Change is finally coming! I am cautiously excited for a new assignment at work. I know it will be a lot of stress, but I am ready to deal with it with maturity and confidence. I guess my writers’ block was related to the anxiety I was feeling before the move was confirmed. I got the news on Wednesday and this is the second post I wrote since then! I may have less time to devote to writing going forward, but I hereby promise myself and you that I will write at least once a week. This blog has started so many conversations with friends all over the world. It feels as if I had the fortune of having coffee with each of them. That can’t stop!

I got an early Valentine last night. My daughter gave me a mini box of chocolate hearts and my love gave me the most sumptuous and gigantic piece of white chocolate I have ever seen and a big piece of raspberry white chocolate. Yes, it tastes as good as it sounds. I feel loved. Remember the end of “Notting Hill”? While Costello sings “She”, Hugh Grant and Julia Roberts relax in a garden surrounded by children playing. It exudes contentment and satisfaction. That is how so much love is making me feel. I must make sure that my new job doesn’t keep me from enjoying it.

Another recent surprise has been the coronavirus or Covid-19. I read that medical masks do not protect you from it and I went straight to amazon to get N95 masks (that actually work!) for the whole family. I pride myself of never wasting time in worst case scenarios, but I couldn’t help the urge to get them, you know, just in case. I tell myself that they would have been useful when my household was hit with the flu a couple of weeks ago. They will most likely stay in the closet until the next flu season, right? How are you handling this outbreak?

I finally spent some time formatting and editing one of my Chapters to submit it for publication in a journal. It took me this long, almost a year, to be able to carefully read it again and distill something from it. After all that work, it would be great to see my ideas in a legendary journal like CEPAL Review or World Development! Wish me luck!

Clarity

I have noticed that, occasionally and without any free-will, there are days in which everything is clear.  Today is one of those days. Matters that have been bothering me suddenly have a new light, a new prism. Little and big things that I couldn’t do for weeks are suddenly accomplished. I am decisive, assertive and calm. There is no urgency or anxiety. Oh, how much I wish these days would come more frequently or I could do something to summon them. Does it happen to you? Or am I just delirious again?

My husband says that I am a half-full glass kind of person. Well, in days like today I am a glass-full person. In fact, it feels so good that the water may be overflowing while I look for a bigger glass. Music resonates. The same playlist is somehow more enjoyable. You get my drift. It is a good day. Not that things have been bad recently, really. This website has been an amazing Christmas present that keeps on giving. Receiving comments and starting conversations with you has been exhilarating. Yet, I really needed one of these days precisely now.

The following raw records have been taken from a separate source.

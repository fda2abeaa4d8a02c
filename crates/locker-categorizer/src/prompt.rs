//! Prompts for the chat-completion categorizer and reply parsing.

use serde::Deserialize;

use locker_entity::Category;

use crate::FolderCandidate;

/// System prompt shared by both requests.
pub const SYSTEM_PROMPT: &str = "You organize personal documents. \
Answer with a single JSON object and nothing else.";

/// Prompt asking for a category.
pub fn category_prompt(filename: &str) -> String {
    let categories: Vec<&str> = Category::BUILT_IN
        .iter()
        .filter(|c| !c.is_private())
        .map(Category::as_str)
        .collect();
    format!(
        "Choose the best category for the document named \"{filename}\".\n\
         Allowed categories: {}.\n\
         Reply as {{\"category\": string, \"confidence\": number between 0 and 1, \"reasoning\": string}}.",
        categories.join(", ")
    )
}

/// Prompt asking for a smart folder.
pub fn folder_prompt(filename: &str, folders: &[FolderCandidate]) -> String {
    let listing = if folders.is_empty() {
        "(none)".to_string()
    } else {
        folders
            .iter()
            .map(|f| {
                if f.keywords.is_empty() {
                    format!("- {}", f.name)
                } else {
                    format!("- {} (keywords: {})", f.name, f.keywords.join(", "))
                }
            })
            .collect::<Vec<_>>()
            .join("\n")
    };
    format!(
        "Pick a folder for the document named \"{filename}\".\n\
         Existing folders:\n{listing}\n\
         Prefer an existing folder. Propose a short new folder name only if none fits.\n\
         Reply as {{\"folder_name\": string, \"is_new\": boolean, \"confidence\": number between 0 and 1, \"reasoning\": string}}."
    )
}

/// The model's category reply.
#[derive(Debug, Deserialize)]
pub struct CategoryReply {
    /// Category token.
    pub category: String,
    /// Self-reported confidence.
    #[serde(default)]
    pub confidence: f32,
    /// Explanation.
    #[serde(default)]
    pub reasoning: String,
}

/// The model's folder reply.
#[derive(Debug, Deserialize)]
pub struct FolderReply {
    /// Folder name.
    pub folder_name: String,
    /// Whether the model thinks the folder is new. Recomputed by the
    /// caller against the real folder list.
    #[serde(default)]
    pub is_new: bool,
    /// Self-reported confidence.
    #[serde(default)]
    pub confidence: f32,
    /// Explanation.
    #[serde(default)]
    pub reasoning: String,
}

/// The text between the first `{` and the last `}` of `text`.
pub fn extract_json_object(text: &str) -> Option<&str> {
    let start = text.find('{')?;
    let end = text.rfind('}')?;
    (end > start).then(|| &text[start..=end])
}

You see, there are changes happening at work, and it is hard not to be anxious about them. It is a futile exercise to even think about them, I know, especially because nothing really depends on me. But that is human nature for you. Today I woke up with one word in my mind. Well, two in reality: Patience and clarity. I guess after my dissertation got done, I have been waiting for my life to change. And it has, everywhere but at work. True, I feel more confident on my abilities as an economist. After all I am a now a scholar in full gown. Yet, my day to day activities are basically the same.

While an external change would be welcome, I can also change myself. I can take on more responsibility. I can be more assertive. I can move forward with my vision for the future. While I am writing this, I am already thinking about the days in which clarity will be absent, and I see myself re-reading this as a reminder, a totem to move forward. Now I must move on and use this energy while it lasts to go over my to-do lists and who knows, even maybe finally clean my room.